Landlords have raised concerns that some tenants are under the false impression they do not have to pay rent during the COVID-19 crisis as landlords are being offered a mortgage payment holiday.
The Coronavirus (Scotland) Bill was introduced as an emergency legislation to tackle the COVID-19 crisis. One of its main points was adjusting law on evictions and notice to leave periods to protect tenants in the private and social rented sectors during the Coronavirus outbreak. The new measures, initially effective until 30th September 2020, extended the minimum notice to leave period that landlords must give to tenants to six months (three months for grounds involving antisocial or criminal behaviour, or when a landlord/family member intends to move into the property) and made all grounds for repossession discretionary.

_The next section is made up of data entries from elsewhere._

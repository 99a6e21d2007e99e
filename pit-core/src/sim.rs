//! Orchestration of a full market run.
//!
//! The orchestrator builds the broker descriptor arena before any thread
//! starts, spawns one thread per broker and one for the driver, waits
//! for the driver to finish its ticks, runs the two-phase shutdown, and
//! joins whatever was actually created. Thread-lifecycle failures are
//! collected into the report as warnings; a broker that failed to spawn
//! simply never participates.

use std::sync::Arc;
use std::thread;

use serde::Serialize;

use crate::broker::{self, BrokerSpec};
use crate::config::ExchangeConfig;
use crate::error::SimError;
use crate::events::EventSink;
use crate::exchange::Driver;
use crate::market::Stock;
use crate::shutdown::{self, ShutdownFlag};

/// Final state of one stock.
#[derive(Debug, Clone, Serialize)]
pub struct StockSummary {
    pub name: String,
    pub price: i64,
    pub quantity: u32,
}

/// Everything a run produces for the caller to render.
#[derive(Debug)]
pub struct SimReport {
    /// Ticks the driver actually advanced.
    pub ticks: u64,
    pub stocks: Vec<StockSummary>,
    /// Non-fatal thread-lifecycle failures collected along the way.
    pub warnings: Vec<SimError>,
}

pub struct Simulation {
    cfg: ExchangeConfig,
    shutdown: ShutdownFlag,
}

impl Simulation {
    pub fn new(cfg: ExchangeConfig) -> Result<Self, SimError> {
        cfg.validate()?;
        Ok(Self {
            cfg,
            shutdown: ShutdownFlag::new(),
        })
    }

    /// Handle for requesting an early finish (operator interrupt). The
    /// driver observes it between ticks; brokers observe it on their
    /// next wakeup.
    pub fn shutdown_flag(&self) -> ShutdownFlag {
        self.shutdown.clone()
    }

    /// Run the simulation to completion. Always joins every thread it
    /// managed to create before returning.
    pub fn run(self, sink: EventSink) -> SimReport {
        let stocks: Vec<Arc<Stock>> = self
            .cfg
            .stocks
            .iter()
            .map(|spec| Arc::new(Stock::new(spec)))
            .collect();

        // descriptor arena, fully built before any thread starts
        let specs: Vec<BrokerSpec> = (0..self.cfg.brokers)
            .map(|i| {
                let group = i % stocks.len();
                let rank = i / stocks.len() + 1;
                BrokerSpec::from_rank(
                    i,
                    Arc::clone(&stocks[group]),
                    self.cfg.stocks[group].price,
                    rank,
                    self.cfg.spread_step,
                    self.cfg.buy_size,
                    self.cfg.sell_size,
                )
            })
            .collect();

        tracing::info!(
            brokers = specs.len(),
            stocks = stocks.len(),
            ticks = self.cfg.ticks,
            "starting simulation"
        );

        let mut warnings = Vec::new();
        let mut brokers = Vec::with_capacity(specs.len());
        for spec in specs {
            let id = spec.id;
            let shutdown = self.shutdown.clone();
            let sink = sink.clone();
            match thread::Builder::new()
                .name(format!("broker-{id}"))
                .spawn(move || broker::run(spec, shutdown, sink))
            {
                Ok(handle) => brokers.push((id, handle)),
                Err(source) => {
                    tracing::warn!(broker = id, error = %source, "broker failed to spawn; slot will not participate");
                    warnings.push(SimError::ResourceExhausted {
                        role: "broker",
                        id,
                        source,
                    });
                }
            }
        }

        let driver = Driver::new(&self.cfg, &stocks);
        let ticks = {
            let shutdown = self.shutdown.clone();
            let sink = sink.clone();
            match thread::Builder::new()
                .name("driver".to_string())
                .spawn(move || driver.run(&shutdown, &sink))
            {
                Ok(handle) => match handle.join() {
                    Ok(ticks) => ticks,
                    Err(_) => {
                        tracing::warn!("driver panicked");
                        warnings.push(SimError::JoinFailed {
                            role: "driver",
                            id: 0,
                        });
                        0
                    }
                },
                Err(source) => {
                    tracing::warn!(error = %source, "driver failed to spawn");
                    warnings.push(SimError::ResourceExhausted {
                        role: "driver",
                        id: 0,
                        source,
                    });
                    0
                }
            }
        };

        // two-phase shutdown, then join whatever was actually created
        shutdown::signal_all(&self.shutdown, &stocks);
        for (id, handle) in brokers {
            if handle.join().is_err() {
                tracing::warn!(broker = id, "broker panicked before join");
                warnings.push(SimError::JoinFailed { role: "broker", id });
            }
        }

        let summary = stocks
            .iter()
            .map(|stock| {
                let book = stock.snapshot();
                StockSummary {
                    name: stock.name().to_string(),
                    price: book.price,
                    quantity: book.quantity,
                }
            })
            .collect();

        tracing::info!(ticks, warnings = warnings.len(), "simulation complete");
        SimReport {
            ticks,
            stocks: summary,
            warnings,
        }
    }
}

#[cfg(test)]
mod tests {
    use super::*;

    #[test]
    fn invalid_config_is_rejected_up_front() {
        let cfg = ExchangeConfig {
            stocks: vec![],
            ..ExchangeConfig::default()
        };
        assert!(matches!(
            Simulation::new(cfg),
            Err(SimError::ConfigInvalid(_))
        ));
    }

    #[test]
    fn a_run_with_no_brokers_still_completes() {
        let cfg = ExchangeConfig {
            brokers: 0,
            ticks: 100,
            seed: Some(1),
            ..ExchangeConfig::default()
        };
        let sim = Simulation::new(cfg).unwrap();
        let report = sim.run(EventSink::disabled());
        assert_eq!(report.ticks, 100);
        assert!(report.warnings.is_empty());
        assert_eq!(report.stocks.len(), 5);
    }
}
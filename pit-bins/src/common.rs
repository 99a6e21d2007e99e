//! Shared setup for the simulation binaries.
//!
//! Logging initialization and final-report rendering live here; the core
//! itself performs no I/O.

use anyhow::Result;
use tracing_subscriber::{fmt, prelude::*, EnvFilter};

use pit_core::sim::SimReport;
use pit_core::tickets::TicketReport;

/// Initialize the tracing subscriber.
pub fn init_logging(level: &str, json_logs: bool) -> Result<()> {
    let filter = EnvFilter::try_from_default_env().or_else(|_| EnvFilter::try_new(level))?;

    if json_logs {
        tracing_subscriber::registry()
            .with(filter)
            .with(fmt::layer().json())
            .init();
    } else {
        tracing_subscriber::registry()
            .with(filter)
            .with(fmt::layer().with_target(false))
            .init();
    }

    Ok(())
}

/// Log the final market state and any collected warnings.
pub fn print_exchange_report(report: &SimReport) {
    tracing::info!("=== Final Market State ===");
    for stock in &report.stocks {
        tracing::info!(
            stock = %stock.name,
            price = stock.price,
            quantity = stock.quantity,
            "closing state"
        );
    }
    tracing::info!(
        ticks = report.ticks,
        warnings = report.warnings.len(),
        "run complete"
    );
    for warning in &report.warnings {
        tracing::warn!("{warning}");
    }
}

/// Log the sold-vs-allotted summary.
pub fn print_ticket_report(report: &TicketReport, seats: u32, oversell_pct: f32) {
    tracing::info!(
        "Summary: {} tickets sold out of {} ({} + {:.1}%)",
        report.sold,
        report.allotted,
        seats,
        oversell_pct
    );
    for warning in &report.warnings {
        tracing::warn!("{warning}");
    }
}
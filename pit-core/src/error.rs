//! Error taxonomy for the simulation core.
//!
//! Thread-lifecycle failures are warnings, never aborts: a broker that
//! failed to spawn simply never participates, and the coordinator only
//! joins handles that actually exist. The core has no fatal path; only
//! the CLI layer may exit early, and only on invalid configuration.

use std::io;

use thiserror::Error;

#[derive(Debug, Error)]
pub enum SimError {
    /// The OS refused to create a thread.
    #[error("failed to spawn {role} thread {id}: {source}")]
    ResourceExhausted {
        role: &'static str,
        id: usize,
        #[source]
        source: io::Error,
    },

    /// A joined thread did not terminate cleanly (it panicked).
    #[error("{role} thread {id} did not terminate cleanly")]
    JoinFailed { role: &'static str, id: usize },

    /// Malformed configuration, surfaced before any thread starts.
    #[error("invalid configuration: {0}")]
    ConfigInvalid(String),
}

#[cfg(test)]
mod tests {
    use super::*;

    #[test]
    fn errors_render_their_context() {
        let err = SimError::ResourceExhausted {
            role: "broker",
            id: 7,
            source: io::Error::new(io::ErrorKind::WouldBlock, "no threads left"),
        };
        let msg = err.to_string();
        assert!(msg.contains("broker"));
        assert!(msg.contains('7'));

        let err = SimError::JoinFailed {
            role: "agent",
            id: 3,
        };
        assert!(err.to_string().contains("did not terminate cleanly"));
    }
}
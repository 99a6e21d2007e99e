//! Pit Core - Concurrent Market-Simulation Core
//!
//! A controlled concurrency exercise over a toy market: one driver
//! thread periodically reprices a set of independently-lockable stocks,
//! and a pool of broker threads blocked on per-stock condition variables
//! reacts to each broadcast with a fixed buy-low/sell-high rule, under a
//! cooperative two-phase shutdown.
//!
//! ## Architecture
//! - **One lock per stock**: each stock guards its own price/quantity
//!   with a mutex and carries its own condition variable, so repricing
//!   one stock never contends with brokers on another.
//! - **Broadcast wakeups**: the driver wakes all brokers watching a
//!   stock at once; their decisions are serialized by the stock's lock
//!   in an unspecified order.
//! - **Two-phase shutdown**: a write-once termination flag followed by a
//!   final broadcast per stock, sent under the lock so no broker can
//!   miss it and block forever.
//! - **No I/O in the core**: per-tick records and trade events flow out
//!   through an optional crossbeam channel for the caller to render.
//!
//! ## Core Modules
//! - `market`: lockable price/quantity state plus its condition variable
//! - `exchange`: the driver tick loop
//! - `broker`: the reactive worker loop
//! - `shutdown`: termination flag and final broadcast
//! - `sim`: orchestration and the final report
//! - `tickets`: the oversell-style shared-counter scenario
//! - `config`, `events`, `error`: configuration, reporting, taxonomy

pub mod broker;
pub mod config;
pub mod error;
pub mod events;
pub mod exchange;
pub mod market;
pub mod shutdown;
pub mod sim;
pub mod tickets;

pub use config::{DeltaParams, ExchangeConfig, StockSpec};
pub use error::SimError;
pub use events::{EventSink, SimEvent, TickRecord, TicketSale, TradeAction, TradeEvent};
pub use market::{Book, Stock};
pub use shutdown::ShutdownFlag;
pub use sim::{SimReport, Simulation, StockSummary};
pub use tickets::{TicketConfig, TicketReport};
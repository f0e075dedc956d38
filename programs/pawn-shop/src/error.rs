use num_derive::FromPrimitive;
use solana_program::{
    decode_error::DecodeError,
    msg,
    program_error::{PrintProgramError, ProgramError},
};
use thiserror::Error;

#[derive(Error, Debug, Copy, Clone, FromPrimitive, PartialEq, Eq)]
pub enum PawnShopError {
    #[error("Invalid instruction")]
    InvalidInstruction = 0,

    #[error("Account does not match its program derived address")]
    InvalidPda = 1,

    #[error("Account not initialized")]
    AccountNotInitialized = 2,

    #[error("Account already initialized")]
    AccountAlreadyInitialized = 3,

    // Account constraints. These reject the wrong caller or the wrong account
    // wiring, not a loan in the wrong state.
    #[error("Signer is not the borrower of this loan")]
    ConstraintBorrower = 4,

    #[error("Signer is not the lender of this loan")]
    ConstraintLender = 5,

    #[error("Signer is not the fee collector")]
    ConstraintFeeCollector = 6,

    #[error("Signer is not the admin authority")]
    ConstraintAuthority = 7,

    #[error("Collateral account does not belong to this loan")]
    ConstraintPawnTokenAccount = 8,

    #[error("Payment account has the wrong owner or currency")]
    ConstraintPaymentAccount = 9,

    // Loan lifecycle
    #[error("InvalidLoanTerms")]
    InvalidLoanTerms = 10,

    #[error("InvalidLoanStatus")]
    InvalidLoanStatus = 11,

    #[error("UnexpectedDesiredTerms")]
    UnexpectedDesiredTerms = 12,

    #[error("UnexpectedPawnMint")]
    UnexpectedPawnMint = 13,

    #[error("UnexpectedPawnAmount")]
    UnexpectedPawnAmount = 14,

    #[error("CannotSeizeBeforeExpiry")]
    CannotSeizeBeforeExpiry = 15,

    #[error("Collateral account is not a single unfrozen unit owned by the borrower")]
    InvalidPawnAccount = 16,

    #[error("Fee rate above 10000 bps")]
    InvalidFeeRate = 17,

    #[error("Arithmetic overflow")]
    ArithmeticOverflow = 18,
}

impl PrintProgramError for PawnShopError {
    fn print<E>(&self) {
        msg!("PawnShopError: {}", self);
    }
}

impl From<PawnShopError> for ProgramError {
    fn from(e: PawnShopError) -> Self {
        ProgramError::Custom(e as u32)
    }
}

impl<T> DecodeError<T> for PawnShopError {
    fn type_of() -> &'static str {
        "PawnShopError"
    }
}
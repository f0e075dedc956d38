//! Token metadata program CPIs.
//!
//! An NFT mint's freeze authority is its master edition, so the token program
//! cannot freeze the account directly. The metadata program freezes and thaws
//! on behalf of the account's delegate instead.

use solana_program::{
    instruction::{AccountMeta, Instruction},
    pubkey::Pubkey,
};

solana_program::declare_id!("metaqbxxUerdq28cj1RbAWkYQm3ybzjb6a8bt518x1s");

const FREEZE_DELEGATED_ACCOUNT: u8 = 26;
const THAW_DELEGATED_ACCOUNT: u8 = 27;

/// Master edition PDA of `mint`
pub fn find_edition_address(mint: &Pubkey) -> (Pubkey, u8) {
    Pubkey::find_program_address(
        &[b"metadata", id().as_ref(), mint.as_ref(), b"edition"],
        &id(),
    )
}

pub fn freeze_delegated_account(
    delegate: &Pubkey,
    token_account: &Pubkey,
    edition: &Pubkey,
    mint: &Pubkey,
) -> Instruction {
    delegated_account_instruction(FREEZE_DELEGATED_ACCOUNT, delegate, token_account, edition, mint)
}

pub fn thaw_delegated_account(
    delegate: &Pubkey,
    token_account: &Pubkey,
    edition: &Pubkey,
    mint: &Pubkey,
) -> Instruction {
    delegated_account_instruction(THAW_DELEGATED_ACCOUNT, delegate, token_account, edition, mint)
}

fn delegated_account_instruction(
    tag: u8,
    delegate: &Pubkey,
    token_account: &Pubkey,
    edition: &Pubkey,
    mint: &Pubkey,
) -> Instruction {
    Instruction {
        program_id: id(),
        accounts: vec![
            AccountMeta::new(*delegate, true),
            AccountMeta::new(*token_account, false),
            AccountMeta::new_readonly(*edition, false),
            AccountMeta::new_readonly(*mint, false),
            AccountMeta::new_readonly(spl_token::id(), false),
        ],
        data: vec![tag],
    }
}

To protect the landlords, on the other hand, the Scottish Government has established a fund, to which landlords who have difficulties securing rent as a result of COVID-19, can apply for interest-free loans. This is on top of the three month mortgage holiday that buy to let landlords are entitled to if their tenants struggle with rent payments during the pandemic.
Rent payments must continue
However, “this is not a green light to tenants everywhere to stop paying their rent”, explains Ben Beadle, Chief Executive of National Residential Landlords Association (NRLA), a new body consisting of recently merged National Landlords Association and Residential Landlords Association.
He continues: “The mortgage repayment holiday is only available for landlords who are struggling to make their payments because their tenants are unable to pay part or all of their rent as a direct result of the Coronavirus and through no fault of their own.”
“It is not an automatic payment holiday and landlords who successfully apply still have to make these payments later on. It is not a grant,” stresses the NRLA’s Chief Executive.
“What it does allow is that where a tenant is having genuine difficulty in meeting their rent payment because of a loss of income, landlords have much greater flexibility to agree a mutually acceptable plan with the tenant to defer the rent due.”
The NRLA is calling on the UK Government to make it clear in its guidance that tenants must still meet their legal and contractual obligations where possible, including paying their rent.